Ari Pelto, music director for Opera Colorado, will be the first of 10 guest conductors this season, as the nonprofit continues its search for a new music director and conductor after Josep Caballé-domenech, the Philharmonic’s ninth such leader, lifted his baton at the Pike Peak Center for the last time in May.
This weekend’s opening concert will feature Brahms’ “Symphony No. 2,” Verdi’s “Overture to Nabucco” and Bruch’s “Violin Concerto No. 1,” with violinist and Philharmonic concertmaster Michael Hanson. The Masterworks series performances are Saturday and Sunday at Pikes Peak Center.
“Aside from (the) fact I adore Brahms and this piece above almost any other, Brahms is a great way to get to know an orchestra,” Pelto said. “With all the romanticism and lushness of the expression, it requires a great deal of discipline to play. It’s structured so tightly and rhythmically complicated and sophisticated.”
It took Brahms almost two decades to write his first symphony in 1876, yet less than a year to compose his second,
which premiered in 1877.
“His second is very different,” Pelto said. “He was in a very good state of mind writing it, up in the Alps in an idyllic setting, and it flowed from him in a different way. With Brahms there’s always a melancholy, always the danger of heartbreak around every corner. Even in his most sunny music there’s melancholy and sadness and in his most tragic music there’s tenderness and hope.”
First up in the Philharmonic Pops series is “Marvel vs. DC,” on Oct. 6-7 with conductor Thomas Wilson. The first performances in the Signature Series are Oct. 21-22 with works by Mozart and Prokofiev and conducted by Andrew Grams.
The philharmonic has received more than 250 applications from around the globe for the music director position. Some of this season’s 10 guest conductors are applicants. But don’t expect a big announcement after the 2023-2024 season; it will likely go into the following season due to the number of applicants.
“It’s normal for orchestras of our size and experience to have an extended search,” said Philharmonic president and CEO Nathan Newbrough. “There’s no specific timeline. We’ve got to make sure we find the right person, even if (it) takes a while to do that.”

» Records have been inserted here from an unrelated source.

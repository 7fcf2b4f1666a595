//! Graph store adapter
//!
//! Provides:
//! - [`GraphStore`]: the minimal query contract the pipelines depend on
//! - [`Neo4jStore`]: Neo4j over bolt (`neo4rs`)
//! - [`MemoryStore`]: in-process store with the same merge semantics

pub mod memory;
pub mod neo4j;

use std::sync::Arc;

use async_trait::async_trait;

use crate::config::{Config, NodeTypePolicy, StoreBackend};
use crate::models::{Article, Edge, GraphExport, Node, Triple};
use crate::Result;

pub use memory::MemoryStore;
pub use neo4j::Neo4jStore;

/// Outcome of an edge upsert.
#[derive(Debug, Clone, Copy, PartialEq, Eq)]
pub enum EdgeWrite {
    /// Edge created or its sentiment overwritten.
    Written,
    /// One of the endpoints does not exist; nothing was written.
    MissingEndpoint,
}

/// Store statistics.
#[derive(Debug, Clone, Default, PartialEq, Eq)]
pub struct GraphStats {
    pub node_count: u64,
    pub edge_count: u64,
    pub article_count: u64,
    /// A handful of `(id, type)` pairs.
    pub sample_nodes: Vec<(String, String)>,
}

/// Property graph keyed by node `id` and edge `(source, target, relationship)`.
#[async_trait]
pub trait GraphStore: Send + Sync {
    /// Round-trip a trivial query.
    async fn ping(&self) -> Result<String>;

    /// Create constraints and indexes if missing.
    async fn init_schema(&self) -> Result<()>;

    /// Idempotently ensure a node keyed by `id` exists.
    async fn upsert_node(&self, node: &Node, policy: NodeTypePolicy) -> Result<()>;

    /// Idempotently ensure an edge between two existing nodes and overwrite
    /// its sentiment. Never creates endpoints.
    async fn upsert_edge(&self, edge: &Edge) -> Result<EdgeWrite>;

    /// One-hop edges in both directions around the named nodes.
    async fn query_neighborhood(&self, names: &[String], limit: usize) -> Result<Vec<Triple>>;

    /// Arbitrary outgoing edges.
    async fn query_global_sample(&self, limit: usize) -> Result<Vec<Triple>>;

    /// True if an article with this source URL was recorded.
    async fn article_exists(&self, url: &str) -> Result<bool>;

    /// Record an ingested article by its source URL.
    async fn record_article(&self, article: &Article) -> Result<()>;

    /// Bounded export for visualization.
    async fn export_graph(&self, limit: usize) -> Result<GraphExport>;

    async fn stats(&self) -> Result<GraphStats>;
}

/// Connect the configured store backend.
pub async fn connect(config: &Config) -> Result<Arc<dyn GraphStore>> {
    match config.store.backend {
        StoreBackend::Neo4j => Ok(Arc::new(Neo4jStore::connect(&config.neo4j).await?)),
        StoreBackend::Memory => Ok(Arc::new(MemoryStore::new())),
    }
}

Pelto, and each of the guest conductors, were given the opportunity to design their own programs, though the symphony decided on each concert’s guest artist and advised conductors to not select any pieces the symphony has done recently.
“We gave very little guidelines or guard rails,” Newbrough said. “Make it a showpiece for yourself.”
Though all of this season’s 10 conductors have done some opera, Pelto, who’s also a violinist, is the only music director of an opera company. He joined Opera Colorado a decade ago, became the organization’s first music director in 2015, and has conducted “La Traviata,” “Don Giovanni,” “Aida” and many other productions.
Pelto has conducted around the world, beginning as assistant conductor at the Spoleto Festival in South Carolina when he was 24. In 2004, he made his debut with New York City Opera, conducting “La Traviata,” followed by “Carmen,” “La Bohème” and “Madama Butterfly.”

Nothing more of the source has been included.